→ **Material provided**

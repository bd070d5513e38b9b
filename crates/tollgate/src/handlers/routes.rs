//! Multi-step routes: each step is tried with its own timeout and retry
//! budget until one answers 2xx.

use std::sync::Arc;
use std::time::{Duration, Instant};

use bytes::Bytes;
use common::consts::{ANTHROPIC_PROVIDER, AZURE_PROVIDER, OPENAI_PROVIDER};
use common::errors::ProxyError;
use common::models::{
    parse_duration, unix_now, Event, ProviderSetting, Route, RouteStep, SETTING_DEPLOYMENT_ID,
};
use hyper::header::{HeaderMap, HeaderValue, CONTENT_TYPE};
use hyper::{Method, StatusCode};
use llmcost::selector::select_bool;
use moka::future::Cache;
use moka::Expiry;
use rand::seq::IndexedRandom;
use serde_json::Value;
use tracing::{debug, info, warn};

use super::custom::stream_options;
use super::providers::azure_deployment_url;
use super::response::{full, ProxyResponse};
use super::streaming::{relay_stream, StreamOptions};
use super::upstream::{build_response, route_headers, send, Exchange};
use crate::app_state::AppState;
use crate::auth::{apply_upstream_credential, fingerprint};
use crate::events::{Message, UsageKind};

/// A buffered 2xx answer kept for routes with caching enabled.
#[derive(Debug, Clone)]
pub struct CachedResponse {
    status: StatusCode,
    headers: HeaderMap,
    body: Bytes,
    provider: String,
    ttl: Duration,
}

pub type ResponseCache = Cache<String, CachedResponse>;

struct RouteTtl;

impl Expiry<String, CachedResponse> for RouteTtl {
    fn expire_after_create(
        &self,
        _key: &String,
        value: &CachedResponse,
        _created_at: Instant,
    ) -> Option<Duration> {
        Some(value.ttl)
    }
}

pub fn response_cache() -> ResponseCache {
    Cache::builder()
        .max_capacity(10_000)
        .expire_after(RouteTtl)
        .build()
}

/// Body shape decides whether a route is serving embeddings or chat.
fn is_embeddings(request: &Value) -> bool {
    request.get("input").is_some() && request.get("messages").is_none()
}

/// Usage shape of a built-in step; custom providers are resolved when the
/// step runs.
fn builtin_usage(provider: &str, embeddings: bool) -> UsageKind {
    match (provider, embeddings) {
        (OPENAI_PROVIDER, true) => UsageKind::OpenAiEmbeddings,
        (OPENAI_PROVIDER, false) => UsageKind::OpenAiChat,
        (AZURE_PROVIDER, true) => UsageKind::AzureEmbeddings,
        (AZURE_PROVIDER, false) => UsageKind::AzureChat,
        (ANTHROPIC_PROVIDER, _) => UsageKind::AnthropicComplete,
        _ => UsageKind::Opaque,
    }
}

/// Usage shape used to price the prompt before any step runs.
pub fn route_usage(route: &Route, body: &[u8]) -> UsageKind {
    let embeddings = serde_json::from_slice::<Value>(body)
        .map(|v| is_embeddings(&v))
        .unwrap_or(false);
    route
        .steps
        .first()
        .map_or(UsageKind::Opaque, |step| builtin_usage(&step.provider, embeddings))
}

/// The step's request body: the inbound JSON with the step model and params.
fn step_body(request: &Value, step: &RouteStep) -> Result<Bytes, ProxyError> {
    let mut body = request.clone();
    let object = body
        .as_object_mut()
        .ok_or_else(|| ProxyError::Validation("route request body must be a JSON object".into()))?;
    if !step.model.is_empty() {
        object.insert("model".to_string(), Value::String(step.model.clone()));
    }
    for (name, value) in &step.params {
        object.insert(name.clone(), value.clone());
    }
    serde_json::to_vec(&body)
        .map(Bytes::from)
        .map_err(|e| ProxyError::Internal(format!("failed to encode step body: {e}")))
}

struct StepTarget {
    url: String,
    usage: UsageKind,
    auth_param: Option<String>,
    stream: Option<StreamOptions>,
}

async fn step_target(
    state: &AppState,
    route: &Route,
    step: &RouteStep,
    setting: &ProviderSetting,
    embeddings: bool,
) -> Result<StepTarget, ProxyError> {
    let upstream = &state.config.upstream;
    let limit = state.config.stream_capture_limit_bytes;
    let builtin = |url: String| StepTarget {
        url,
        usage: builtin_usage(&step.provider, embeddings),
        auth_param: None,
        stream: Some(StreamOptions::new(limit)),
    };
    let op = if embeddings { "embeddings" } else { "chat/completions" };

    match step.provider.as_str() {
        OPENAI_PROVIDER => Ok(builtin(format!(
            "{}/v1/{op}",
            upstream.openai_base_url.trim_end_matches('/')
        ))),
        ANTHROPIC_PROVIDER => Ok(builtin(format!(
            "{}/v1/complete",
            upstream.anthropic_base_url.trim_end_matches('/')
        ))),
        AZURE_PROVIDER => {
            let deployment = setting
                .param(SETTING_DEPLOYMENT_ID)
                .or_else(|| Some(step.model.as_str()).filter(|m| !m.is_empty()))
                .ok_or_else(|| {
                    ProxyError::Internal(format!("azure setting {} has no deploymentId", setting.id))
                })?;
            Ok(builtin(azure_deployment_url(upstream, setting, deployment, op)?))
        }
        name => {
            let provider = state.policies.custom_provider(name).await.ok_or_else(|| {
                ProxyError::NotFound(format!("custom provider {name} not found"))
            })?;
            let config = provider
                .route_config(&route.path)
                .or_else(|| provider.route_configs.first())
                .cloned()
                .ok_or_else(|| {
                    ProxyError::Internal(format!("custom provider {name} has no route configs"))
                })?;
            Ok(StepTarget {
                url: config.target_url.clone(),
                stream: Some(stream_options(&config, limit)),
                usage: UsageKind::Custom(config),
                auth_param: provider.authentication_param.clone(),
            })
        }
    }
}

struct Attempted {
    status: StatusCode,
    headers: HeaderMap,
    body: Bytes,
    provider: String,
    usage: UsageKind,
    request_body: Bytes,
}

/// Run `route` for an admitted request. `settings` are every setting the key
/// holds; authorization already checked they cover each step.
pub async fn run_route(
    state: &Arc<AppState>,
    route: &Route,
    settings: &[ProviderSetting],
    inbound: &HeaderMap,
    body: &Bytes,
    mut exchange: Exchange,
) -> Result<ProxyResponse, ProxyError> {
    let request: Value = serde_json::from_slice(body)
        .map_err(|e| ProxyError::Validation(format!("invalid JSON body: {e}")))?;
    let embeddings = is_embeddings(&request);
    let streaming = select_bool(&request, "stream") == Some(true);

    let cache_ttl = match route.cache_config.as_ref().filter(|c| c.enabled && !streaming) {
        Some(config) => Some(parse_duration(&config.ttl).map_err(ProxyError::Internal)?),
        None => None,
    };
    let cache_key = fingerprint(&format!("{}\n{}", route.id, String::from_utf8_lossy(body)));
    if cache_ttl.is_some() {
        if let Some(hit) = state.response_cache.get(&cache_key).await {
            debug!(route = %route.path, "route cache hit");
            metrics::counter!("forwarder.route_cache_hits").increment(1);
            publish_cache_hit(state, &exchange.event, &hit);
            return Ok(build_response(hit.status, &hit.headers, full(hit.body)));
        }
    }

    let mut last: Option<Attempted> = None;
    for (index, step) in route.steps.iter().enumerate() {
        let timeout = step.timeout_duration().map_err(ProxyError::Internal)?;
        let candidates: Vec<&ProviderSetting> = settings
            .iter()
            .filter(|s| s.provider == step.provider)
            .collect();
        let setting = *candidates.choose(&mut rand::rng()).ok_or_else(|| {
            ProxyError::Auth(format!("key has no provider setting for {}", step.provider))
        })?;
        let target = step_target(state, route, step, setting, embeddings).await?;
        let request_body = step_body(&request, step)?;

        for attempt in 1..=step.attempts() {
            let mut headers = route_headers(inbound);
            apply_upstream_credential(&mut headers, setting, target.auth_param.as_deref())?;
            headers.insert(CONTENT_TYPE, HeaderValue::from_static("application/json"));

            let upstream = match send(
                &state.http_client,
                Method::POST,
                &target.url,
                headers,
                request_body.clone(),
                timeout,
            )
            .await
            {
                Ok(upstream) => upstream,
                Err(e) => {
                    warn!(step = index, attempt, provider = %step.provider, error = %e, "route step failed to reach upstream");
                    continue;
                }
            };

            let status = upstream.status();
            exchange.event.provider = step.provider.clone();
            exchange.usage = target.usage.clone();
            exchange.request_body = request_body.clone();

            if status.is_success() && streaming {
                if let Some(options) = target.stream.clone() {
                    return Ok(relay_stream(upstream, exchange, state.bus.clone(), options));
                }
            }

            let headers = upstream.headers().clone();
            let body = match upstream.bytes().await {
                Ok(body) => body,
                Err(e) => {
                    warn!(step = index, attempt, error = %e, "failed to read route step response");
                    continue;
                }
            };

            if status.is_success() {
                info!(route = %route.path, step = index, attempt, provider = %step.provider, "route step succeeded");
                if let Some(ttl) = cache_ttl {
                    state
                        .response_cache
                        .insert(
                            cache_key,
                            CachedResponse {
                                status,
                                headers: headers.clone(),
                                body: body.clone(),
                                provider: step.provider.clone(),
                                ttl,
                            },
                        )
                        .await;
                }
                exchange.publish(&state.bus, status.as_u16(), body.clone(), false, false);
                return Ok(build_response(status, &headers, full(body)));
            }

            warn!(step = index, attempt, provider = %step.provider, status = status.as_u16(), "route step returned an error status");
            last = Some(Attempted {
                status,
                headers,
                body,
                provider: step.provider.clone(),
                usage: target.usage.clone(),
                request_body: request_body.clone(),
            });
        }
    }

    match last {
        Some(attempted) => {
            exchange.event.provider = attempted.provider;
            exchange.usage = attempted.usage;
            exchange.request_body = attempted.request_body;
            exchange.publish(&state.bus, attempted.status.as_u16(), attempted.body.clone(), false, false);
            Ok(build_response(attempted.status, &attempted.headers, full(attempted.body)))
        }
        None => {
            exchange.publish(&state.bus, 0, Bytes::new(), false, false);
            Err(ProxyError::Upstream(format!(
                "no step of route {} reached its upstream",
                route.path
            )))
        }
    }
}

/// A cache hit costs nothing; it is recorded as an already-priced event.
fn publish_cache_hit(state: &AppState, template: &Event, hit: &CachedResponse) {
    let event = Event {
        created_at: unix_now(),
        provider: hit.provider.clone(),
        status: hit.status.as_u16(),
        ..template.clone()
    };
    state.bus.publish(Message::Event(event));
}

→ **Directions for this task**
Only the lines from the start of the material through the line containing "use bytes::Bytes;" belong in the answer, each copied exactly.

→ **Solved problem**
repository bd070d5513e38b9b
filename crates/tollgate/src/handlers/routes.rs
//! Multi-step routes: each step is tried with its own timeout and retry
//! budget until one answers 2xx.

use std::sync::Arc;
use std::time::{Duration, Instant};

use bytes::Bytes;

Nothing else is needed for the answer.